油不要のフライドポテト調理器、フィリップス開発の「エアフライヤー」。

2010年9月10日 10時49分 (2010年9月11日 23時45分 更新)
フライドポテトやフライドチキンが好きな人は多いが、体への影響を考えると、油分を多量に含んでいるのが気になるところ。健康志向が高まっている昨今では、油で揚げずに電子レンジやオーブンを使ってそれに近い調理をする方法も広く知られているが、このほど家電メーカーのフィリップスは、油を使わずにフライのように仕上げられる「エアフライヤー」なる製品を開発した。この製品は200度の高温の空気を対流させることにより、ポテトや肉を油で揚げたように調理できるのが売りで、先日ドイツ・ベルリンで開かれた家電見本市に出品され話題を呼んでいる。  
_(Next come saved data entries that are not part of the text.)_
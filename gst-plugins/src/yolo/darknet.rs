use nom::branch::alt;
use nom::bytes::complete::take_till;
use nom::character::complete::char;
use nom::combinator::{map, rest};
use nom::sequence::{delimited, separated_pair};
use nom::IResult;
use opencv::core::{self, Mat, Scalar, Size, Vector};
use opencv::dnn;
use opencv::prelude::*;
use std::path::Path;
use yolo_pipeline::{DetectionEngine, Frame, PipelineError, Result};

/// What the plugin needs to know from a darknet `.cfg` before loading.
#[derive(Debug, Clone, Copy, PartialEq, Eq)]
pub struct NetworkShape {
    pub width: usize,
    pub height: usize,
    pub classes: usize,
}

enum Line<'a> {
    Section(&'a str),
    Entry(&'a str, &'a str),
}

fn section(input: &str) -> IResult<&str, &str> {
    delimited(char('['), take_till(|c| c == ']'), char(']'))(input)
}

fn entry(input: &str) -> IResult<&str, (&str, &str)> {
    separated_pair(take_till(|c| c == '='), char('='), rest)(input)
}

fn line(input: &str) -> IResult<&str, Line<'_>> {
    alt((
        map(section, |name: &str| Line::Section(name.trim())),
        map(entry, |(key, value): (&str, &str)| {
            Line::Entry(key.trim(), value.trim())
        }),
    ))(input)
}

/// Read `[net]` width/height and the class count of the last detection
/// section.
pub fn parse_cfg(text: &str) -> Result<NetworkShape> {
    let mut current = "";
    let (mut width, mut height, mut classes) = (None, None, None);

    for (number, raw) in text.lines().enumerate() {
        let raw = raw.trim();
        if raw.is_empty() || raw.starts_with('#') || raw.starts_with(';') {
            continue;
        }
        let parsed = match line(raw) {
            Ok((_, parsed)) => parsed,
            Err(_) => {
                return Err(PipelineError::ModelLoad(format!(
                    "cfg line {} is neither a section nor an entry: {}",
                    number + 1,
                    raw
                )))
            }
        };

        match parsed {
            Line::Section(name) => current = name,
            Line::Entry(key, value) => {
                let parse_number = || {
                    value.parse::<usize>().map_err(|_| {
                        PipelineError::ModelLoad(format!(
                            "cfg line {}: {} is not a number",
                            number + 1,
                            value
                        ))
                    })
                };
                match (current, key) {
                    ("net" | "network", "width") => width = Some(parse_number()?),
                    ("net" | "network", "height") => height = Some(parse_number()?),
                    ("yolo" | "region" | "detection", "classes") => classes = Some(parse_number()?),
                    _ => (),
                }
            }
        }
    }

    match (width, height, classes) {
        (Some(width), Some(height), Some(classes)) if width > 0 && height > 0 && classes > 0 => {
            Ok(NetworkShape {
                width,
                height,
                classes,
            })
        }
        _ => Err(PipelineError::ModelLoad(
            "cfg lacks [net] width/height or a detection layer with classes".into(),
        )),
    }
}

fn cv_err(err: opencv::Error) -> PipelineError {
    PipelineError::Inference(err.to_string())
}

/// Darknet network run through the OpenCV DNN module.
pub struct DarknetEngine {
    net: dnn::Net,
    shape: NetworkShape,
    output_names: Vector<String>,
    layer_names: Vector<String>,
    outputs: Vec<f32>,
}

// The network is only ever touched by the thread that owns the engine.
unsafe impl Send for DarknetEngine {}

impl DarknetEngine {
    pub fn load(cfg: &Path, weights: &Path) -> Result<Self> {
        let text = std::fs::read_to_string(cfg).map_err(|source| PipelineError::Io {
            path: cfg.to_path_buf(),
            source,
        })?;
        let shape = parse_cfg(&text)?;

        let path_str = |p: &Path| {
            p.to_str()
                .map(str::to_owned)
                .ok_or_else(|| PipelineError::ModelLoad(format!("{} is not UTF-8", p.display())))
        };
        let load_err = |e: opencv::Error| PipelineError::ModelLoad(e.to_string());

        let mut net =
            dnn::read_net_from_darknet(&path_str(cfg)?, &path_str(weights)?).map_err(load_err)?;
        net.set_preferable_backend(dnn::DNN_BACKEND_OPENCV)
            .map_err(load_err)?;
        net.set_preferable_target(dnn::DNN_TARGET_CPU)
            .map_err(load_err)?;
        let output_names = net.get_unconnected_out_layers_names().map_err(load_err)?;
        let layer_names = net.get_layer_names().map_err(load_err)?;

        let mut engine = DarknetEngine {
            net,
            shape,
            output_names,
            layer_names,
            outputs: vec![],
        };

        // Size the output buffer once; the averaging history depends on it.
        let warm_up = Frame::new(shape.width, shape.height);
        let outs = engine.forward(&warm_up)?;
        engine.outputs = flatten(&outs, shape.classes)?;
        Ok(engine)
    }

    pub fn shape(&self) -> NetworkShape {
        self.shape
    }

    fn forward(&mut self, input: &Frame) -> Result<Vector<Mat>> {
        let (w, h) = input.dimensions();
        let image = Mat::from_slice(input.data()).map_err(cv_err)?;
        let image = image.reshape(3, h as i32).map_err(cv_err)?;
        let blob = dnn::blob_from_image(
            &image,
            1.,
            Size::new(w as i32, h as i32),
            Scalar::default(),
            false,
            false,
            core::CV_32F,
        )
        .map_err(cv_err)?;

        self.net
            .set_input(&blob, "", 1., Scalar::default())
            .map_err(cv_err)?;
        let mut outs = Vector::<Mat>::new();
        self.net
            .forward_layer(&mut outs, &self.output_names)
            .map_err(cv_err)?;
        Ok(outs)
    }
}

/// Concatenate region-layer outputs into one row buffer.
fn flatten(outs: &Vector<Mat>, classes: usize) -> Result<Vec<f32>> {
    let mut flat = vec![];
    for out in outs.iter() {
        if out.cols() as usize != 5 + classes {
            return Err(PipelineError::MalformedOutput(format!(
                "detection layer has {} columns, expected {}",
                out.cols(),
                5 + classes
            )));
        }
        flat.extend_from_slice(out.data_typed::<f32>().map_err(cv_err)?);
    }
    Ok(flat)
}

impl DetectionEngine for DarknetEngine {
    fn input_size(&self) -> (usize, usize) {
        (self.shape.width, self.shape.height)
    }

    fn class_count(&self) -> usize {
        self.shape.classes
    }

    fn infer(&mut self, input: &Frame) -> Result<()> {
        if input.dimensions() != self.input_size() {
            return Err(PipelineError::Inference(format!(
                "input is {:?}, network expects {:?}",
                input.dimensions(),
                self.input_size()
            )));
        }
        let outs = self.forward(input)?;
        let flat = flatten(&outs, self.shape.classes)?;
        if flat.len() != self.outputs.len() {
            return Err(PipelineError::MalformedOutput(format!(
                "{} output values, expected {}",
                flat.len(),
                self.outputs.len()
            )));
        }
        self.outputs.copy_from_slice(&flat);
        Ok(())
    }

    fn outputs(&self) -> &[f32] {
        &self.outputs
    }

    fn outputs_mut(&mut self) -> &mut [f32] {
        &mut self.outputs
    }

    fn layer_count(&self) -> usize {
        self.layer_names.len()
    }

    /// First channel of the layer's activations, min-max normalised to gray.
    fn layer_image(&mut self, layer: usize) -> Result<Option<Frame>> {
        let name = match self.layer_names.get(layer) {
            Ok(name) => name,
            Err(_) => return Ok(None),
        };
        let blob = self.net.forward_single(&name).map_err(cv_err)?;
        if blob.dims() != 4 {
            return Ok(None);
        }
        let size = blob.mat_size();
        let (h, w) = (size[2] as usize, size[3] as usize);
        let data = blob.data_typed::<f32>().map_err(cv_err)?;
        let channel = &data[..(w * h).min(data.len())];

        let (min, max) = channel
            .iter()
            .fold((f32::MAX, f32::MIN), |(lo, hi), v| (lo.min(*v), hi.max(*v)));
        let range = if max > min { max - min } else { 1. };

        let mut image = Frame::new(w, h);
        for (i, v) in channel.iter().enumerate() {
            let gray = (v - min) / range;
            image.set_rgb(i % w, i / w, [gray; 3]);
        }
        Ok(Some(image))
    }
}

#[cfg(test)]
mod tests {
    use super::*;

    const TINY_CFG: &str = "\
[net]
# Testing
batch=1
subdivisions=1
width=416
height=288
channels=3

[convolutional]
filters=255
size=1

[yolo]
mask = 3,4,5
classes=80
num=6

[route]
layers = -4

[yolo]
mask = 0,1,2
classes= 20
";

    #[test]
    fn test_parse_cfg_uses_last_detection_layer() {
        let shape = parse_cfg(TINY_CFG).unwrap();
        assert_eq!(
            shape,
            NetworkShape {
                width: 416,
                height: 288,
                classes: 20
            }
        );
    }

    #[test]
    fn test_parse_region_cfg() {
        let cfg = "[network]\nwidth=608\nheight=608\n;comment\n[region]\nclasses=9418\n";
        assert_eq!(parse_cfg(cfg).unwrap().classes, 9418);
    }

    #[test]
    fn test_parse_cfg_rejects_missing_classes() {
        let cfg = "[net]\nwidth=416\nheight=416\n[convolutional]\nfilters=3\n";
        assert!(matches!(parse_cfg(cfg), Err(PipelineError::ModelLoad(_))));
    }

    #[test]
    fn test_parse_cfg_rejects_garbage() {
        assert!(parse_cfg("[net]\nwidth 416\n").is_err());
        assert!(parse_cfg("[net]\nwidth=wide\n").is_err());
    }
}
一見、小型の炊飯器のような形をした「エアフライヤー」。この製品は最高200度の空気を高速で循環させるという独自技術が用いられている。これにより、油を使わずに「肉やスナックなど多くの物を、手軽に素早く揚げることができる」(エアフライヤー公式サイトより)そうだ。ただ、一切油を使わないということではなく、公式サイトでは風味付けのため「大さじ半分の油を加えてください」と勧めている。セットする容器の中は仕切りがはめ込めるようになっており、同時に2種類の食材を調理することも可能だ。

公式サイトの説明では、この製品を使って調理をすると「最高80%脂肪分を抑え、サクサクに揚げられる」。フィリップスのピーター・ノタCEOは「この製品は、人々が健康的で行動的に暮らし、より生活の支えとなるよう援助することを約束する」(英紙デイリー・メール)と胸を張る。ほかの特徴としては30分までのタイマー機能などを搭載。コーティング加工により、分解して食器洗浄機でも洗えるそうだ。そして購入者には30種類の調理法が書かれているレシピ本もプレゼント。現在、ウェブサイトで予約受付中で、販売価格は200ポンド(約2万6,000円)となっている。

しかし、油を使わずに揚げ物ができるという製品に、果たしてこの金額を出す価値があるのか、フィッシュ&チップスで有名な英国では意見が分かれているようだ。

デイリー・メール紙の記事のコメント欄には、実にさまざまな意見が寄せられている。「これは素晴らしい発明品だ」と称賛する人もいれば、「200ポンド?」「私は30年前からオーブンと呼ばれる機械を持ってるよ」と、価格や機能面で否定的な見方をする人もいる。ほかに「チップスは牛脂で揚げるのが一番」と味にこだわりを持つ人や、「ティファールで似たようなものが安く手に入る」との指摘も。

注: この記事は配信日から2週間以上経過した記事です。記事内容が現在の状況と異なる場合もありますのでご了承ください。